Diese stereotype Aufgabenteilung hat sich über die Jahre kaum verändert, eine Annäherung der Geschlechter hat entgegen dem beliebten Narrativ des modernen Mannes nicht stattgefunden. Nicht mal in urbanen Zentren, die sich als progressiv erachten: Gleichstellung im Haushalt findet in Basel genauso wenig statt wie in der restlichen Schweiz.
Mütter und Väter leisten eine 70-Stunden-Woche
Die verzerrte Wahrnehmung der Männerschaft ist dabei ein geringes Übel. Problematisch ist, dass dadurch Rollenverteilungen zementiert und an die nächste Generation weitergereicht werden. Wer das Mami im Haushalt schuften sieht, während der Papa im Büro sitzt, wird diese Verhältnisse als Norm verstehen. Und wer zahlt seinen weiblichen und männlichen Angestellten später denselben Lohn, wenn er in seinem Erfahrungsschatz das Bild der eigenen Mutter am Staubsauger bewahrt?
Womit wir bei der alten Formel der Frauenbewegung angelangt sind, die heute etwas aus dem Blick geraten ist: Alles Private ist politisch.
Eine weitere Entwicklung ist beachtenswert: So steigt die Erwerbstätigkeit von Müttern seit Jahren kontinuierlich an, ohne dass deren Anteil an der Hausarbeit abgenommen hat. 1997 arbeitete eine Mutter in der Schweiz im Durchschnitt zehn Stunden die Woche, 2016 waren es 15 Stunden.
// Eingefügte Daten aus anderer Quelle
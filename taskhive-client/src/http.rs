//! HTTP repository backend
//!
//! Thin reqwest wrapper over the hosted record store. This is where
//! wire records get canonicalized: the service historically served both
//! a flat field shape and a legacy `_c`-suffixed shape for the same
//! logical fields, and lookup references arrive either as a bare id or
//! as an embedded record. Serde aliases collapse all of that into the
//! one canonical schema here, so nothing past this module ever sees a
//! wire shape.

use async_trait::async_trait;
use chrono::{DateTime, Local, NaiveDate};
use serde::Deserialize;
use tracing::debug;

use taskhive_core::{
    Category, CategoryDraft, CategoryId, CategoryPatch, Priority, Task, TaskDraft, TaskId,
    TaskPatch, Urgency,
};

use crate::backend::TaskBackend;
use crate::error::{ClientError, Result};

/// Backend talking to the hosted record store over HTTP
#[derive(Debug, Clone)]
pub struct HttpBackend {
    base_url: String,
    client: reqwest::Client,
}

impl HttpBackend {
    /// Create a backend for the given base URL (e.g. `https://api.example.com/v1`)
    pub fn new(base_url: impl Into<String>) -> Self {
        Self {
            base_url: base_url.into().trim_end_matches('/').to_string(),
            client: reqwest::Client::new(),
        }
    }

    fn url(&self, path: &str) -> String {
        format!("{}/{}", self.base_url, path)
    }

    /// Turn a response into `T`, surfacing backend failures as a single
    /// human-readable message
    async fn decode<T: for<'de> Deserialize<'de>>(
        resp: reqwest::Response,
        context: &str,
    ) -> Result<T> {
        if !resp.status().is_success() {
            let message = resp.text().await.unwrap_or_default();
            let message = if message.trim().is_empty() {
                format!("{} failed", context)
            } else {
                message
            };
            return Err(ClientError::api(message));
        }
        resp.json::<T>()
            .await
            .map_err(|e| ClientError::http(format!("decoding {} response", context), e))
    }

    async fn check(resp: reqwest::Response, context: &str) -> Result<()> {
        if !resp.status().is_success() {
            let message = resp.text().await.unwrap_or_default();
            let message = if message.trim().is_empty() {
                format!("{} failed", context)
            } else {
                message
            };
            return Err(ClientError::api(message));
        }
        Ok(())
    }
}

#[async_trait]
impl TaskBackend for HttpBackend {
    async fn list_tasks(&self) -> Result<Vec<Task>> {
        debug!("fetching task collection");
        let resp = self
            .client
            .get(self.url("tasks"))
            .send()
            .await
            .map_err(|e| ClientError::http("listing tasks", e))?;
        let records: Vec<TaskRecord> = Self::decode(resp, "listing tasks").await?;
        Ok(records.into_iter().map(Task::from).collect())
    }

    async fn get_task(&self, id: TaskId) -> Result<Task> {
        debug!(%id, "fetching task");
        let resp = self
            .client
            .get(self.url(&format!("tasks/{}", id)))
            .send()
            .await
            .map_err(|e| ClientError::http("fetching task", e))?;
        if resp.status() == reqwest::StatusCode::NOT_FOUND {
            return Err(ClientError::not_found("Task", id));
        }
        let record: TaskRecord = Self::decode(resp, "fetching task").await?;
        Ok(record.into())
    }

    async fn create_task(&self, draft: TaskDraft) -> Result<Task> {
        draft.validate()?;
        debug!(title = %draft.title, "creating task");
        let resp = self
            .client
            .post(self.url("tasks"))
            .json(&draft)
            .send()
            .await
            .map_err(|e| ClientError::http("creating task", e))?;
        let record: TaskRecord = Self::decode(resp, "creating task").await?;
        Ok(record.into())
    }

    async fn update_task(&self, id: TaskId, patch: TaskPatch) -> Result<Task> {
        patch.validate()?;
        debug!(%id, "updating task");
        let resp = self
            .client
            .patch(self.url(&format!("tasks/{}", id)))
            .json(&patch)
            .send()
            .await
            .map_err(|e| ClientError::http("updating task", e))?;
        if resp.status() == reqwest::StatusCode::NOT_FOUND {
            return Err(ClientError::not_found("Task", id));
        }
        let record: TaskRecord = Self::decode(resp, "updating task").await?;
        Ok(record.into())
    }

    async fn delete_task(&self, id: TaskId) -> Result<()> {
        debug!(%id, "deleting task");
        let resp = self
            .client
            .delete(self.url(&format!("tasks/{}", id)))
            .send()
            .await
            .map_err(|e| ClientError::http("deleting task", e))?;
        if resp.status() == reqwest::StatusCode::NOT_FOUND {
            return Err(ClientError::not_found("Task", id));
        }
        Self::check(resp, "deleting task").await
    }

    async fn list_categories(&self) -> Result<Vec<Category>> {
        debug!("fetching categories");
        let resp = self
            .client
            .get(self.url("categories"))
            .send()
            .await
            .map_err(|e| ClientError::http("listing categories", e))?;
        let records: Vec<CategoryRecord> = Self::decode(resp, "listing categories").await?;
        Ok(records.into_iter().map(Category::from).collect())
    }

    async fn get_category(&self, id: CategoryId) -> Result<Category> {
        debug!(%id, "fetching category");
        let resp = self
            .client
            .get(self.url(&format!("categories/{}", id)))
            .send()
            .await
            .map_err(|e| ClientError::http("fetching category", e))?;
        if resp.status() == reqwest::StatusCode::NOT_FOUND {
            return Err(ClientError::not_found("Category", id));
        }
        let record: CategoryRecord = Self::decode(resp, "fetching category").await?;
        Ok(record.into())
    }

    async fn create_category(&self, draft: CategoryDraft) -> Result<Category> {
        draft.validate()?;
        debug!(name = %draft.name, "creating category");
        let resp = self
            .client
            .post(self.url("categories"))
            .json(&draft)
            .send()
            .await
            .map_err(|e| ClientError::http("creating category", e))?;
        let record: CategoryRecord = Self::decode(resp, "creating category").await?;
        Ok(record.into())
    }

    async fn update_category(&self, id: CategoryId, patch: CategoryPatch) -> Result<Category> {
        patch.validate()?;
        debug!(%id, "updating category");
        let resp = self
            .client
            .patch(self.url(&format!("categories/{}", id)))
            .json(&patch)
            .send()
            .await
            .map_err(|e| ClientError::http("updating category", e))?;
        if resp.status() == reqwest::StatusCode::NOT_FOUND {
            return Err(ClientError::not_found("Category", id));
        }
        let record: CategoryRecord = Self::decode(resp, "updating category").await?;
        Ok(record.into())
    }

    async fn delete_category(&self, id: CategoryId) -> Result<()> {
        debug!(%id, "deleting category");
        let resp = self
            .client
            .delete(self.url(&format!("categories/{}", id)))
            .send()
            .await
            .map_err(|e| ClientError::http("deleting category", e))?;
        if resp.status() == reqwest::StatusCode::NOT_FOUND {
            return Err(ClientError::not_found("Category", id));
        }
        Self::check(resp, "deleting category").await
    }
}

/// A category reference as it appears on the wire: either a bare id or
/// an embedded lookup record
#[derive(Deserialize, Debug)]
#[serde(untagged)]
enum CategoryRef {
    Id(u32),
    Record {
        #[serde(alias = "Id")]
        id: u32,
    },
}

impl From<CategoryRef> for CategoryId {
    fn from(r: CategoryRef) -> Self {
        match r {
            CategoryRef::Id(id) => CategoryId(id),
            CategoryRef::Record { id } => CategoryId(id),
        }
    }
}

/// Task record as served by the backend, in either field shape
#[derive(Deserialize, Debug)]
struct TaskRecord {
    #[serde(alias = "Id")]
    id: u32,
    #[serde(alias = "title_c")]
    title: String,
    #[serde(default, alias = "description_c")]
    description: String,
    #[serde(default, alias = "completed_c")]
    completed: bool,
    #[serde(default, alias = "priority_c")]
    priority: Priority,
    #[serde(default, alias = "urgency_c")]
    urgency: Urgency,
    #[serde(default, alias = "due_date_c")]
    due_date: Option<NaiveDate>,
    #[serde(default, alias = "category_id_c")]
    category_id: Option<CategoryRef>,
    #[serde(alias = "created_at_c")]
    created_at: DateTime<Local>,
    #[serde(default, alias = "completed_at_c")]
    completed_at: Option<DateTime<Local>>,
}

impl From<TaskRecord> for Task {
    fn from(r: TaskRecord) -> Self {
        // A completed record without a timestamp still has to satisfy
        // the pairing invariant; fall back to the created timestamp
        let completed_at = match (r.completed, r.completed_at) {
            (true, Some(at)) => Some(at),
            (true, None) => Some(r.created_at),
            (false, _) => None,
        };
        Task {
            id: TaskId(r.id),
            title: r.title,
            description: r.description,
            completed: r.completed,
            priority: r.priority,
            urgency: r.urgency,
            due_date: r.due_date,
            category_id: r.category_id.map(CategoryId::from),
            created_at: r.created_at,
            completed_at,
        }
    }
}

/// Category record as served by the backend, in either field shape
#[derive(Deserialize, Debug)]
struct CategoryRecord {
    #[serde(alias = "Id")]
    id: u32,
    #[serde(alias = "Name")]
    name: String,
    #[serde(default, alias = "color_c")]
    color: String,
    #[serde(default, alias = "task_count_c")]
    task_count: u32,
}

impl From<CategoryRecord> for Category {
    fn from(r: CategoryRecord) -> Self {
        Category {
            id: CategoryId(r.id),
            name: r.name,
            color: r.color,
            task_count: r.task_count,
        }
    }
}

#[cfg(test)]
mod tests {
    use super::*;

    #[test]
    fn test_canonicalizes_suffixed_record_shape() {
        let record: TaskRecord = serde_json::from_str(
            r#"{
                "Id": 12,
                "title_c": "Legacy shape",
                "description_c": "from the old table",
                "completed_c": false,
                "priority_c": "high",
                "due_date_c": "2024-04-01",
                "category_id_c": {"Id": 3},
                "created_at_c": "2024-03-01T08:00:00+00:00"
            }"#,
        )
        .unwrap();
        let task = Task::from(record);

        assert_eq!(task.id, TaskId(12));
        assert_eq!(task.title, "Legacy shape");
        assert_eq!(task.priority, Priority::High);
        assert_eq!(task.category_id, Some(CategoryId(3)));
        assert_eq!(task.due_date, NaiveDate::from_ymd_opt(2024, 4, 1));
    }

    #[test]
    fn test_canonicalizes_flat_record_shape() {
        let record: TaskRecord = serde_json::from_str(
            r#"{
                "id": 5,
                "title": "Flat shape",
                "completed": true,
                "category_id": 7,
                "created_at": "2024-03-01T08:00:00+00:00"
            }"#,
        )
        .unwrap();
        let task = Task::from(record);

        assert_eq!(task.id, TaskId(5));
        assert_eq!(task.category_id, Some(CategoryId(7)));
        assert_eq!(task.priority, Priority::Medium);
        assert_eq!(task.urgency, Urgency::Normal);
        // Completed record without a timestamp: pairing invariant holds
        assert!(task.completed);
        assert_eq!(task.completed_at, Some(task.created_at));
    }

    #[test]
    fn test_category_record_shapes() {
        let record: CategoryRecord =
            serde_json::from_str(r#"{"Id": 2, "Name": "Work", "color_c": "red", "task_count_c": 9}"#)
                .unwrap();
        let category = Category::from(record);
        assert_eq!(category.id, CategoryId(2));
        assert_eq!(category.name, "Work");
        assert_eq!(category.color, "red");

        let record: CategoryRecord =
            serde_json::from_str(r#"{"id": 4, "name": "Home", "color": "blue"}"#).unwrap();
        let category = Category::from(record);
        assert_eq!(category.id, CategoryId(4));
        assert_eq!(category.task_count, 0);
    }
}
Die Arbeit im Haushalt blieb dabei in etwa konstant. Bei den Männern ist die Tendenz ähnlich: Sie arbeiten mehr im Geschäft als früher – wenn auch nicht 50 Prozent mehr – und leisten etwas mehr Hausarbeit.
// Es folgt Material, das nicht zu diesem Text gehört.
//! Task and category domain model
//!
//! Pure domain types with no I/O operations. The repository client
//! canonicalizes whatever the backend sends into these shapes; nothing
//! downstream ever sees a wire record.

use chrono::{DateTime, Local, NaiveDate};
use serde::{Deserialize, Serialize};

use crate::error::{CoreError, Result};

/// Maximum length of a task title
pub const MAX_TITLE_LEN: usize = 200;

/// Maximum length of a task description
pub const MAX_DESCRIPTION_LEN: usize = 1000;

/// Newtype wrapper for task IDs
#[derive(Debug, Clone, Copy, PartialEq, Eq, Hash, Serialize, Deserialize)]
pub struct TaskId(pub u32);

impl From<u32> for TaskId {
    fn from(id: u32) -> Self {
        TaskId(id)
    }
}

impl From<TaskId> for u32 {
    fn from(id: TaskId) -> Self {
        id.0
    }
}

impl std::fmt::Display for TaskId {
    fn fmt(&self, f: &mut std::fmt::Formatter<'_>) -> std::fmt::Result {
        write!(f, "{}", self.0)
    }
}

/// Newtype wrapper for category IDs
#[derive(Debug, Clone, Copy, PartialEq, Eq, Hash, Serialize, Deserialize)]
pub struct CategoryId(pub u32);

impl From<u32> for CategoryId {
    fn from(id: u32) -> Self {
        CategoryId(id)
    }
}

impl From<CategoryId> for u32 {
    fn from(id: CategoryId) -> Self {
        id.0
    }
}

impl std::fmt::Display for CategoryId {
    fn fmt(&self, f: &mut std::fmt::Formatter<'_>) -> std::fmt::Result {
        write!(f, "{}", self.0)
    }
}

/// Task priority level
///
/// Unrecognized values deserialize to `Low` (the lowest-certainty weight);
/// the default for newly created tasks is `Medium`.
#[derive(Debug, Clone, Copy, PartialEq, Eq, Hash, Serialize, Deserialize)]
#[serde(rename_all = "lowercase", from = "String")]
pub enum Priority {
    High,
    Medium,
    Low,
}

impl Default for Priority {
    fn default() -> Self {
        Priority::Medium
    }
}

impl Priority {
    /// Parse from string (case-insensitive); unknown values fall back to `Low`
    pub fn parse(s: &str) -> Self {
        match s.to_lowercase().as_str() {
            "high" => Priority::High,
            "medium" => Priority::Medium,
            _ => Priority::Low,
        }
    }

    /// The lowercase token used by route filters and the wire contract
    pub fn as_str(self) -> &'static str {
        match self {
            Priority::High => "high",
            Priority::Medium => "medium",
            Priority::Low => "low",
        }
    }
}

impl From<String> for Priority {
    fn from(s: String) -> Self {
        Priority::parse(&s)
    }
}

impl std::fmt::Display for Priority {
    fn fmt(&self, f: &mut std::fmt::Formatter<'_>) -> std::fmt::Result {
        f.write_str(self.as_str())
    }
}

/// Task urgency level
///
/// Unrecognized values deserialize to `Normal`. This fallback is
/// deliberately different from [`Priority`]'s (see `Urgency::weight`).
#[derive(Debug, Clone, Copy, PartialEq, Eq, Hash, Serialize, Deserialize)]
#[serde(rename_all = "lowercase", from = "String")]
pub enum Urgency {
    Urgent,
    Normal,
    Low,
}

impl Default for Urgency {
    fn default() -> Self {
        Urgency::Normal
    }
}

impl Urgency {
    /// Parse from string (case-insensitive); unknown values fall back to `Normal`
    pub fn parse(s: &str) -> Self {
        match s.to_lowercase().as_str() {
            "urgent" => Urgency::Urgent,
            "low" => Urgency::Low,
            _ => Urgency::Normal,
        }
    }

    pub fn as_str(self) -> &'static str {
        match self {
            Urgency::Urgent => "urgent",
            Urgency::Normal => "normal",
            Urgency::Low => "low",
        }
    }
}

impl From<String> for Urgency {
    fn from(s: String) -> Self {
        Urgency::parse(&s)
    }
}

impl std::fmt::Display for Urgency {
    fn fmt(&self, f: &mut std::fmt::Formatter<'_>) -> std::fmt::Result {
        f.write_str(self.as_str())
    }
}

/// A single task
///
/// Invariants:
/// - `completed == false` implies `completed_at == None`
/// - `completed == true` implies `completed_at == Some(t)` with `t >= created_at`
/// - `category_id` is a weak reference and may dangle; consumers render
///   dangling references as uncategorized
#[derive(Serialize, Deserialize, Debug, Clone)]
pub struct Task {
    pub id: TaskId,
    pub title: String,
    #[serde(default)]
    pub description: String,
    #[serde(default)]
    pub completed: bool,
    #[serde(default)]
    pub priority: Priority,
    #[serde(default)]
    pub urgency: Urgency,
    /// Calendar due date, no time component
    #[serde(default)]
    pub due_date: Option<NaiveDate>,
    /// Category this task belongs to (None = uncategorized)
    #[serde(default)]
    pub category_id: Option<CategoryId>,
    /// Set once by the repository on creation, immutable after
    pub created_at: DateTime<Local>,
    /// Set when `completed` transitions false -> true, cleared on true -> false
    #[serde(default)]
    pub completed_at: Option<DateTime<Local>>,
}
Unterm Strich sehen sich Eltern einer immensen Arbeitsbelastung ausgesetzt. Sowohl Mütter als auch Väter leisten im Durchschnitt eine 70-Stunden-Woche, wobei Männer deutlich mehr für Geld arbeiten und Frauen für die Familie.
Ob sich die Grenze der Arbeitslast weiter nach oben schieben lässt, kann bezweifelt werden. Wer fordert, Mütter müssten früher und konsequenter ins Berufsleben zurückkehren, um die Lücke an Fachkräften zu füllen, der verkennt den Alltag in Schweizer Haushalten, wo sich die Arbeit in schmutzigen Stapeln und staubigen Ecken ansammelt.
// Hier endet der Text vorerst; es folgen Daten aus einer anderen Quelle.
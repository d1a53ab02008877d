//! Taskhive repository client
//!
//! An async CRUD façade over an external record store, plus the local
//! store that owns the in-memory collection and merges CRUD responses.
//! Two backends implement the same contract: an HTTP backend talking to
//! the hosted service and an in-memory fixture backend.

pub mod backend;
pub mod error;
pub mod http;
pub mod memory;
pub mod store;

pub use backend::TaskBackend;
pub use error::{ClientError, Result};
pub use http::HttpBackend;
pub use memory::InMemoryBackend;
pub use store::{LoadState, TaskStore};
Ein unterschätztes Argument
Auch wenn keine Kinder im Spiel sind, sollten Frauen übrigens genau abwägen, ob sich eine gemeinsame Wohnung lohnt. So nimmt die von Frauen geleistete Hausarbeit zu, sobald sie mit einem Mann zusammenziehen, während sich die Männer im gemeinsamen Nest von den lästigen Pflichten zurückziehen.
Ziemlich sicher falsch, jedenfalls kontraproduktiv fürs Anliegen der Drückeberger, ist die Vorstellung, Putzen sei unmännlich. Eine amerikanische Studie untersuchte 2008 den Zusammenhang zwischen Sexualität und Hausarbeit. Der überraschende Befund des Psychologen Joshua Coleman: «Die Frauen sagen uns, sie fühlten sich sexuell mehr von ihren Männern angezogen, wenn diese sich an der Hausarbeit beteiligen.»
Vielleicht sollten Gleichstellungsbeauftragte diese Studie häufiger in ihre Argumentarien einfliessen lassen. Denn wenn etwas die Männerwelt bewegt, dann die Aussicht auf Sex.